New COVID-19 Relief Forms
Letter 6419
Titled “Your 2021 Economic Impact Payment” and used to reconcile advance CTC payments, Letter 6419 can help you get the rest of your 2021 CTC payments — if you haven’t already received them. The letter lists the total amount of advance CTC payments you received in 2021, along with the number of qualifying children used to calculate the advance payments.
Letter 6475
Titled “Your 2021 Economic Impact Payment” and used to determine your eligibility for the Recovery Rebate credit, Letter 6475 only applies to the third round of Economic Impact Payments issued between March and Dec. 2021.

These letters can affect your refund and can help you or your tax preparer make sure you are receiving the tax relief for which you are eligible.

“You want to make sure you enter the correct amount that you received so that you don’t have any processing delays — and you also may be eligible for more Child Tax Credit,” Greene-Lewis told Annuity.org.

Steps for Filing Your Taxes

Once you have your forms and records from the previous year compiled, most people can file their taxes in five basic steps.

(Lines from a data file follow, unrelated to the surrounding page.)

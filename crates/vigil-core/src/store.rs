//! Persistence collaborator. The orchestrator only talks to [`Store`];
//! [`MemoryStore`] keeps everything in process for the worker and tests.

use std::sync::Mutex;

use anyhow::{anyhow, Result};

use crate::types::{
    FailureCluster, FailureRecord, GeneratedTest, PatchSuggestion, PipelineRun, Stage,
    TestRunResult,
};

pub trait Store: Send + Sync {
    /// Persist a new run and return its id.
    fn create_run(&self, run: &PipelineRun) -> Result<i64>;
    fn update_run(&self, run: &PipelineRun) -> Result<()>;

    /// Persist a new stage and return its id.
    fn create_stage(&self, stage: &Stage) -> Result<i64>;
    fn update_stage(&self, stage: &Stage) -> Result<()>;

    fn insert_generated_test(&self, run_id: i64, test: &GeneratedTest) -> Result<()>;
    fn insert_test_run(&self, result: &TestRunResult) -> Result<i64>;
    fn insert_failure(&self, test_run_id: i64, failure: &FailureRecord) -> Result<()>;
    fn insert_cluster(&self, run_id: i64, cluster: &FailureCluster) -> Result<()>;
    fn insert_patch(&self, run_id: i64, patch: &PatchSuggestion) -> Result<()>;
}

#[derive(Default)]
struct MemoryState {
    runs: Vec<PipelineRun>,
    stages: Vec<Stage>,
    generated_tests: Vec<(i64, GeneratedTest)>,
    test_runs: Vec<TestRunResult>,
    failures: Vec<(i64, FailureRecord)>,
    clusters: Vec<(i64, FailureCluster)>,
    patches: Vec<(i64, PatchSuggestion)>,
}

#[derive(Default)]
pub struct MemoryStore {
    state: Mutex<MemoryState>,
}

impl MemoryStore {
    pub fn new() -> Self {
        Self::default()
    }

    fn lock(&self) -> std::sync::MutexGuard<'_, MemoryState> {
        self.state.lock().unwrap_or_else(|e| e.into_inner())
    }

    pub fn run(&self, id: i64) -> Option<PipelineRun> {
        self.lock().runs.iter().find(|r| r.id == id).cloned()
    }

    pub fn stages(&self, run_id: i64) -> Vec<Stage> {
        self.lock()
            .stages
            .iter()
            .filter(|s| s.run_id == run_id)
            .cloned()
            .collect()
    }

    pub fn generated_tests(&self, run_id: i64) -> Vec<GeneratedTest> {
        rows_for(&self.lock().generated_tests, run_id)
    }

    pub fn test_runs(&self, run_id: i64) -> Vec<TestRunResult> {
        self.lock()
            .test_runs
            .iter()
            .filter(|t| t.run_id == run_id)
            .cloned()
            .collect()
    }

    pub fn failures(&self, test_run_id: i64) -> Vec<FailureRecord> {
        rows_for(&self.lock().failures, test_run_id)
    }

    pub fn clusters(&self, run_id: i64) -> Vec<FailureCluster> {
        rows_for(&self.lock().clusters, run_id)
    }

    pub fn patches(&self, run_id: i64) -> Vec<PatchSuggestion> {
        rows_for(&self.lock().patches, run_id)
    }
}

fn rows_for<T: Clone>(rows: &[(i64, T)], owner: i64) -> Vec<T> {
    rows.iter()
        .filter(|(id, _)| *id == owner)
        .map(|(_, row)| row.clone())
        .collect()
}

fn next_id(len: usize) -> i64 {
    i64::try_from(len).unwrap_or(i64::MAX - 1) + 1
}

impl Store for MemoryStore {
    fn create_run(&self, run: &PipelineRun) -> Result<i64> {
        let mut state = self.lock();
        let id = next_id(state.runs.len());
        let mut row = run.clone();
        row.id = id;
        state.runs.push(row);
        Ok(id)
    }

    fn update_run(&self, run: &PipelineRun) -> Result<()> {
        let mut state = self.lock();
        let row = state
            .runs
            .iter_mut()
            .find(|r| r.id == run.id)
            .ok_or_else(|| anyhow!("run #{} not found", run.id))?;
        *row = run.clone();
        Ok(())
    }

    fn create_stage(&self, stage: &Stage) -> Result<i64> {
        let mut state = self.lock();
        let id = next_id(state.stages.len());
        let mut row = stage.clone();
        row.id = id;
        state.stages.push(row);
        Ok(id)
    }

    fn update_stage(&self, stage: &Stage) -> Result<()> {
        let mut state = self.lock();
        let row = state
            .stages
            .iter_mut()
            .find(|s| s.id == stage.id)
            .ok_or_else(|| anyhow!("stage #{} not found", stage.id))?;
        *row = stage.clone();
        Ok(())
    }

    fn insert_generated_test(&self, run_id: i64, test: &GeneratedTest) -> Result<()> {
        self.lock().generated_tests.push((run_id, test.clone()));
        Ok(())
    }

    fn insert_test_run(&self, result: &TestRunResult) -> Result<i64> {
        let mut state = self.lock();
        let id = next_id(state.test_runs.len());
        let mut row = result.clone();
        row.id = id;
        state.test_runs.push(row);
        Ok(id)
    }

    fn insert_failure(&self, test_run_id: i64, failure: &FailureRecord) -> Result<()> {
        self.lock().failures.push((test_run_id, failure.clone()));
        Ok(())
    }

    fn insert_cluster(&self, run_id: i64, cluster: &FailureCluster) -> Result<()> {
        self.lock().clusters.push((run_id, cluster.clone()));
        Ok(())
    }

    fn insert_patch(&self, run_id: i64, patch: &PatchSuggestion) -> Result<()> {
        self.lock().patches.push((run_id, patch.clone()));
        Ok(())
    }
}

#[cfg(test)]
mod tests {
    use super::*;
    use crate::types::{ChangeRef, StageKind, StageStatus};

    #[test]
    fn ids_are_assigned_sequentially() {
        let store = MemoryStore::new();
        let a = store.create_run(&PipelineRun::new(ChangeRef::new("o/r", 1))).unwrap();
        let b = store.create_run(&PipelineRun::new(ChangeRef::new("o/r", 2))).unwrap();
        assert_eq!((a, b), (1, 2));
        assert_eq!(store.run(b).unwrap().change.number, 2);
    }

    #[test]
    fn stage_updates_replace_the_row() {
        let store = MemoryStore::new();
        let mut stage = Stage::new(7, StageKind::Analysis);
        stage.id = store.create_stage(&stage).unwrap();
        stage.status = StageStatus::Success;
        stage.log = "done".into();
        store.update_stage(&stage).unwrap();

        let stages = store.stages(7);
        assert_eq!(stages.len(), 1);
        assert_eq!(stages[0].status, StageStatus::Success);
        assert_eq!(stages[0].log, "done");
    }

    #[test]
    fn updating_unknown_rows_fails() {
        let store = MemoryStore::new();
        let mut run = PipelineRun::new(ChangeRef::new("o/r", 1));
        run.id = 99;
        assert!(store.update_run(&run).is_err());
        let mut stage = Stage::new(1, StageKind::Clone);
        stage.id = 5;
        assert!(store.update_stage(&stage).is_err());
    }

    #[test]
    fn child_rows_are_scoped_to_their_owner() {
        let store = MemoryStore::new();
        let patch = PatchSuggestion {
            diff: "d".into(),
            rationale: "r".into(),
            applied: false,
        };
        store.insert_patch(1, &patch).unwrap();
        assert_eq!(store.patches(1).len(), 1);
        assert!(store.patches(2).is_empty());
    }
}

5 Steps to File Your Taxes
Expand

You’ll have to make decisions each step of the way that can affect the amount of your tax bill or refund. Some decisions can mean it will take you longer to get a refund that you are due.

This guide will help you decide which choices for filing your taxes are best for you.

Determining Your Filing Status

It’s important to choose the correct filing status when preparing your taxes. The status you select will affect your tax bill or any refund.

Depending on your particular situation, you may qualify for multiple statuses. In that case, choose the status that allows you to pay the least amount of tax.

Filing Statuses
Single
Typically applies if you are not married — including if you are divorced or legally separated under your state’s law.
Married Filing Jointly
This applies if you are married and you and your spouse file a joint return.
Married Filing Separately
If you are married, you and your spouse can choose to each file your own separate returns. This can sometimes mean you’ll pay less tax than if you filed jointly. It can help to prepare your returns both ways to see which route saves you the most money.
Head of Household
This status typically applies if you are not married, but there are some qualifications you have to meet. Qualifications include having paid more than half the cost of keeping up a home for yourself and at least one qualifying person. It’s important to check the IRS rules for head of household to make sure you qualify before claiming this status.
Qualifying Widow or Widower
This filing status entitles you to use joint return tax rates and the highest standard deduction amount. You can use this status for two years following the year your spouse died. To claim this status, you must meet certain other requirements, including claiming a child, stepchild or adopted child as your dependent.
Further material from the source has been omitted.